Problem statement. Each line that contains "generated" needs to be copied from the listing.

Supplied data.
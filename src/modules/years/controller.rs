use axum::{
    Json,
    extract::{Path, Query, State},
    http::StatusCode,
};
use tracing::instrument;

use crate::state::AppState;
use crate::utils::errors::AppError;
use crate::utils::pagination::PaginationParams;
use crate::utils::response::OkResponse;
use crate::validator::ValidatedJson;

use super::model::{AcademicYear, CreateYearDto, UpdateYearDto};
use super::service::YearService;

/// Create an academic year
#[utoipa::path(
    post,
    path = "/api/years",
    request_body = CreateYearDto,
    responses(
        (status = 201, description = "Academic year created", body = AcademicYear),
        (status = 401, description = "Unauthorized"),
        (status = 409, description = "An active academic year already exists")
    ),
    tag = "Academic Years",
    security(("bearer_auth" = []))
)]
#[instrument(skip(state, dto))]
pub async fn create_year(
    State(state): State<AppState>,
    ValidatedJson(dto): ValidatedJson<CreateYearDto>,
) -> Result<(StatusCode, Json<AcademicYear>), AppError> {
    let year = YearService::create_year(&state.db, dto).await?;
    Ok((StatusCode::CREATED, Json(year)))
}

/// List academic years
#[utoipa::path(
    get,
    path = "/api/years",
    params(PaginationParams),
    responses(
        (status = 200, description = "List of academic years", body = Vec<AcademicYear>),
        (status = 401, description = "Unauthorized")
    ),
    tag = "Academic Years",
    security(("bearer_auth" = []))
)]
#[instrument(skip(state))]
pub async fn get_years(
    State(state): State<AppState>,
    Query(pagination): Query<PaginationParams>,
) -> Result<Json<Vec<AcademicYear>>, AppError> {
    let years = YearService::get_years(&state.db, &pagination).await?;
    Ok(Json(years))
}

/// Get an academic year by id
#[utoipa::path(
    get,
    path = "/api/years/{id}",
    params(("id" = i64, Path, description = "Academic year ID")),
    responses(
        (status = 200, description = "Academic year details", body = AcademicYear),
        (status = 401, description = "Unauthorized"),
        (status = 404, description = "Academic year not found")
    ),
    tag = "Academic Years",
    security(("bearer_auth" = []))
)]
#[instrument(skip(state))]
pub async fn get_year(
    State(state): State<AppState>,
    Path(id): Path<i64>,
) -> Result<Json<AcademicYear>, AppError> {
    let year = YearService::get_year_by_id(&state.db, id).await?;
    Ok(Json(year))
}

/// Update an academic year
#[utoipa::path(
    put,
    path = "/api/years/{id}",
    params(("id" = i64, Path, description = "Academic year ID")),
    request_body = UpdateYearDto,
    responses(
        (status = 200, description = "Academic year updated", body = AcademicYear),
        (status = 401, description = "Unauthorized"),
        (status = 404, description = "Academic year not found"),
        (status = 409, description = "An active academic year already exists")
    ),
    tag = "Academic Years",
    security(("bearer_auth" = []))
)]
#[instrument(skip(state, dto))]
pub async fn update_year(
    State(state): State<AppState>,
    Path(id): Path<i64>,
    ValidatedJson(dto): ValidatedJson<UpdateYearDto>,
) -> Result<Json<AcademicYear>, AppError> {
    let year = YearService::update_year(&state.db, id, dto).await?;
    Ok(Json(year))
}

/// Delete an academic year
#[utoipa::path(
    delete,
    path = "/api/years/{id}",
    params(("id" = i64, Path, description = "Academic year ID")),
    responses(
        (status = 200, description = "Academic year deleted", body = OkResponse),
        (status = 401, description = "Unauthorized"),
        (status = 404, description = "Academic year not found")
    ),
    tag = "Academic Years",
    security(("bearer_auth" = []))
)]
#[instrument(skip(state))]
pub async fn delete_year(
    State(state): State<AppState>,
    Path(id): Path<i64>,
) -> Result<Json<OkResponse>, AppError> {
    YearService::delete_year(&state.db, id).await?;
    Ok(Json(OkResponse::new()))
}
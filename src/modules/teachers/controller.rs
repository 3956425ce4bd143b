use axum::{
    Json,
    extract::{Path, Query, State},
    http::StatusCode,
};
use tracing::instrument;

use crate::state::AppState;
use crate::utils::errors::AppError;
use crate::utils::pagination::PaginationParams;
use crate::utils::response::OkResponse;
use crate::validator::ValidatedJson;

use super::model::{
    CreateTeacherDto, CreateTeacherResponse, Teacher, TeacherSummary, UpdateTeacherDto,
};
use super::service::TeacherService;

/// Create a teacher with a generated account, optional class-teacher link
/// and teaching assignments
#[utoipa::path(
    post,
    path = "/api/teachers",
    request_body = CreateTeacherDto,
    responses(
        (status = 201, description = "Teacher created; the generated password is returned once", body = CreateTeacherResponse),
        (status = 400, description = "Validation error or email already exists"),
        (status = 401, description = "Unauthorized"),
        (status = 404, description = "class_teacher_for references a nonexistent class"),
        (status = 409, description = "Assignment references a nonexistent class or subject")
    ),
    tag = "Teachers",
    security(("bearer_auth" = []))
)]
#[instrument(skip(state, dto))]
pub async fn create_teacher(
    State(state): State<AppState>,
    ValidatedJson(dto): ValidatedJson<CreateTeacherDto>,
) -> Result<(StatusCode, Json<CreateTeacherResponse>), AppError> {
    let response = TeacherService::create_teacher(&state.db, dto).await?;
    Ok((StatusCode::CREATED, Json(response)))
}

/// List teachers with their assigned subjects and classes
#[utoipa::path(
    get,
    path = "/api/teachers",
    params(PaginationParams),
    responses(
        (status = 200, description = "List of teachers", body = Vec<TeacherSummary>),
        (status = 401, description = "Unauthorized")
    ),
    tag = "Teachers",
    security(("bearer_auth" = []))
)]
#[instrument(skip(state))]
pub async fn get_teachers(
    State(state): State<AppState>,
    Query(pagination): Query<PaginationParams>,
) -> Result<Json<Vec<TeacherSummary>>, AppError> {
    let teachers = TeacherService::get_teachers(&state.db, &pagination).await?;
    Ok(Json(teachers))
}

/// Get a teacher profile by id
#[utoipa::path(
    get,
    path = "/api/teachers/{id}",
    params(("id" = i64, Path, description = "Teacher ID")),
    responses(
        (status = 200, description = "Teacher details", body = Teacher),
        (status = 401, description = "Unauthorized"),
        (status = 404, description = "Teacher not found")
    ),
    tag = "Teachers",
    security(("bearer_auth" = []))
)]
#[instrument(skip(state))]
pub async fn get_teacher(
    State(state): State<AppState>,
    Path(id): Path<i64>,
) -> Result<Json<Teacher>, AppError> {
    let teacher = TeacherService::get_teacher_by_id(&state.db, id).await?;
    Ok(Json(teacher))
}

/// Replace a teacher profile
#[utoipa::path(
    put,
    path = "/api/teachers/{id}",
    params(("id" = i64, Path, description = "Teacher ID")),
    request_body = UpdateTeacherDto,
    responses(
        (status = 200, description = "Teacher updated", body = Teacher),
        (status = 401, description = "Unauthorized"),
        (status = 404, description = "Teacher not found")
    ),
    tag = "Teachers",
    security(("bearer_auth" = []))
)]
#[instrument(skip(state, dto))]
pub async fn update_teacher(
    State(state): State<AppState>,
    Path(id): Path<i64>,
    ValidatedJson(dto): ValidatedJson<UpdateTeacherDto>,
) -> Result<Json<Teacher>, AppError> {
    let teacher = TeacherService::update_teacher(&state.db, id, dto).await?;
    Ok(Json(teacher))
}

/// Delete a teacher profile
#[utoipa::path(
    delete,
    path = "/api/teachers/{id}",
    params(("id" = i64, Path, description = "Teacher ID")),
    responses(
        (status = 200, description = "Teacher deleted", body = OkResponse),
        (status = 401, description = "Unauthorized"),
        (status = 404, description = "Teacher not found")
    ),
    tag = "Teachers",
    security(("bearer_auth" = []))
)]
#[instrument(skip(state))]
pub async fn delete_teacher(
    State(state): State<AppState>,
    Path(id): Path<i64>,
) -> Result<Json<OkResponse>, AppError> {
    TeacherService::delete_teacher(&state.db, id).await?;
    Ok(Json(OkResponse::new()))
}
pub mod errors;
pub mod jwt;
pub mod pagination;
pub mod password;
pub mod response;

Answer for the task.
/// Create a teacher with a generated account, optional class-teacher link
        (status = 201, description = "Teacher created; the generated password is returned once", body = CreateTeacherResponse),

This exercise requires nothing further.